Fastest man alive gets caught up in teammate's doping scandal, loses gold (Washington Post)

It seems like nothing can slow down Usain Bolt's record-setting career — except maybe his own teammates. Bolt lost one of his gold medals after his teammate tested positive for a banned stimulant, disqualifying the entire relay team from Jamaica at the 2008 Olympics in Beijing. The teammate's sample was tested again before the 2016 Olympics, when it tested positive. Now an international sports tribunal has ruled that his test invalidates the 2008 win. Thankfully for Bolt, he still has eight other gold medals.

The U.S. has another excellent jobs report (Bloomberg Economics)

Unemployment is at its lowest point in nearly five decades. Payroll increased 223,000. Unemployment fell to 3.8 percent, and average hourly earnings rose to 2.7 percent. While perhaps not a dramatic change from 3.9 and 2.6 percent from last month, economists had not expected either of these numbers to change at all.

Lions, tigers, and a jaguar escape and roam free in Germany (Evening Standard)

Two lions, two tigers, and a jaguar escaped from a zoo in Lünebach, Germany, on Friday morning. A bear has also been shot and killed by police. Residents were warned to stay inside. The big cats were later caught thanks to some assistance from a drone.

A sign from New Jersey washed away in Sandy ends up on a beach in France (New York Times)

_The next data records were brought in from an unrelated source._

//! Local (non-partitioned) regions.

use core::sync::atomic::{AtomicBool, AtomicU64, Ordering};
use parking_lot::{Mutex, RwLock};
use std::collections::BTreeMap;
use std::sync::Arc;
use tessera_core::{
    EntryRef, Error, IndexHandle, IndexRef, QueryRegion, RegionEntry, Result, Value,
};
use tessera_index::{KeyExtractor, RangeIndex};

/// A map-like region holding entries and the indexes defined over them.
///
/// Mutations are serialized by a writer mutex that is held across the entry map
/// update and the index updates; the entry map lock itself is released before
/// any index lock is taken, so a query holding index read-locks can keep
/// reading entries while a writer waits.
#[derive(Debug)]
pub struct LocalRegion {
    name: String,
    entries: RwLock<BTreeMap<Value, EntryRef>>,
    indexes: RwLock<Vec<Arc<RangeIndex>>>,
    writer: Mutex<()>,
    next_version: AtomicU64,
    destroyed: AtomicBool,
}

impl LocalRegion {
    /// Creates an empty region.
    pub fn new(name: impl Into<String>) -> Self {
        Self {
            name: name.into(),
            entries: RwLock::new(BTreeMap::new()),
            indexes: RwLock::new(Vec::new()),
            writer: Mutex::new(()),
            next_version: AtomicU64::new(1),
            destroyed: AtomicBool::new(false),
        }
    }

    fn check_live(&self) -> Result<()> {
        if self.is_destroyed() {
            Err(Error::region_destroyed(&self.name))
        } else {
            Ok(())
        }
    }

    /// Stores a value under a key, returning the previous value.
    pub fn put(&self, key: impl Into<Value>, value: impl Into<Value>) -> Result<Option<Value>> {
        self.check_live()?;
        let key = key.into();
        let _writer = self.writer.lock();
        let version = self.next_version.fetch_add(1, Ordering::Relaxed);
        let entry = RegionEntry::shared(key.clone(), value.into(), version);
        let old = self.entries.write().insert(key, Arc::clone(&entry));

        for index in self.indexes.read().iter() {
            if let Some(old) = &old {
                index.remove(old);
            }
            index.insert(&entry);
        }
        Ok(old.map(|e| e.value().clone()))
    }

    /// Removes the entry under a key, returning its value. The removed entry is
    /// marked destroyed so in-flight queries holding it see UNDEFINED.
    pub fn remove(&self, key: &Value) -> Result<Option<Value>> {
        self.check_live()?;
        let _writer = self.writer.lock();
        let Some(old) = self.entries.write().remove(key) else {
            return Ok(None);
        };
        old.mark_destroyed();
        for index in self.indexes.read().iter() {
            index.remove(&old);
        }
        Ok(Some(old.value().clone()))
    }

    /// Removes every entry.
    pub fn clear(&self) -> Result<()> {
        self.check_live()?;
        let _writer = self.writer.lock();
        let old = core::mem::take(&mut *self.entries.write());
        for entry in old.values() {
            entry.mark_destroyed();
        }
        for index in self.indexes.read().iter() {
            index.rebuild(core::iter::empty())?;
        }
        Ok(())
    }

    /// Destroys the region. Every entry is marked destroyed and later reads fail.
    pub fn destroy(&self) {
        let _writer = self.writer.lock();
        if self.destroyed.swap(true, Ordering::AcqRel) {
            return;
        }
        let old = core::mem::take(&mut *self.entries.write());
        for entry in old.values() {
            entry.mark_destroyed();
        }
        self.indexes.write().clear();
        tracing::debug!(region = %self.name, entries = old.len(), "region destroyed");
    }

    /// Creates an index over the region's current and future entries.
    pub fn create_index(
        &self,
        name: &str,
        expression: &str,
        extractor: KeyExtractor,
    ) -> Result<Arc<RangeIndex>> {
        self.check_live()?;
        let _writer = self.writer.lock();
        let mut indexes = self.indexes.write();
        if indexes.iter().any(|i| i.name() == name) {
            return Err(Error::index_exists(&self.name, name));
        }
        let index = Arc::new(RangeIndex::new(name, &self.name, expression, extractor));
        index.rebuild(self.entries.read().values())?;
        indexes.push(Arc::clone(&index));
        tracing::debug!(region = %self.name, index = name, entries = index.len(), "index created");
        Ok(index)
    }

    /// Drops an index by name.
    pub fn remove_index(&self, name: &str) -> Result<()> {
        let _writer = self.writer.lock();
        let mut indexes = self.indexes.write();
        let before = indexes.len();
        indexes.retain(|i| i.name() != name);
        if indexes.len() == before {
            return Err(Error::index_not_found(&self.name, name));
        }
        Ok(())
    }

    /// Returns a typed index handle by name.
    pub fn index(&self, name: &str) -> Option<Arc<RangeIndex>> {
        self.indexes.read().iter().find(|i| i.name() == name).cloned()
    }

    /// Returns the number of entries.
    pub fn len(&self) -> usize {
        self.entries.read().len()
    }

    /// Returns true if the region holds no entries.
    pub fn is_empty(&self) -> bool {
        self.len() == 0
    }
}

impl QueryRegion for LocalRegion {
    fn name(&self) -> &str {
        &self.name
    }

    fn get_entry(&self, key: &Value) -> Option<EntryRef> {
        self.entries.read().get(key).cloned()
    }

    fn entries(&self) -> Result<Vec<EntryRef>> {
        self.check_live()?;
        Ok(self.entries.read().values().cloned().collect())
    }

    fn size(&self) -> usize {
        self.len()
    }

    fn is_destroyed(&self) -> bool {
        self.destroyed.load(Ordering::Acquire)
    }

    fn indexes(&self) -> Vec<IndexRef> {
        self.indexes
            .read()
            .iter()
            .map(|i| Arc::clone(i) as IndexRef)
            .collect()
    }
}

An real estate sign was initially stuck in a lawn in New Jersey before it was washed away in Hurricane Sandy in October 2012. After spending nearly six years being carried around by ocean currents, it washed up on a beach near Bordeaux, France. When a man contacted the real estate company listed on the sign, the company's marketing director "initially thought this has to be a prank." Oceanographers think that the sign may actually have been on its second trip to Europe, following currents near Spain, then back to Jersey, then back again to France, before finally washing ashore.

California rolls out new digital license plates, and that raises some questions (NPR)

The new license plates would display numbers using basically the same technology that an Amazon Kindle uses to display pages of a book. But wait, there's more. The plates could track mileage, find stolen cars, and plates on government vehicles could display emergency messages or Amber alerts. But the tracking worries some people who are concerned about privacy concerns. For now, though, the plates are not mandatory, even in California. Instead, car owners will have the option of buying the new plates at certain car dealerships in the state. The plates could also be introduced soon in Florida and Texas.

Puerto Rico governor says there will be 'hell to pay' if his government actually covered up hurricane death toll numbers (CNN)

The official death toll in Puerto Rico is 64. However, a recent Harvard study estimated that the number was probably closer to 4,645. Puerto Rico Gov. Ricardo Rosselló told CNN that there would be "hell to pay" if he found out that Puerto Rican officials were withholding information about death statistics. But he also said that Puerto Rico did "the best it could" to gather the data under the circumstances. The initial estimates were released by Puerto Rico's territorial government, and not the federal government of the United States.

National Geographic exibit revealed that search for Titanic was part of a search for Cold War submarines (USA Today)

The discovery of the Titanic was actually a biproduct of a Cold War mission, according to an exhibit by National Geographic. Oceanographer Robert Ballard had been commissioned to determine if the USS Thresher and the USS Scorpion submarines were sunk as a result of foul play. Ballard suggested that the Titanic, which he suspected was in between the two submarines would be a good cover for the mission. The Navy gave him the go-ahead, and allowed him to search for the lost cruise ship in his spare time.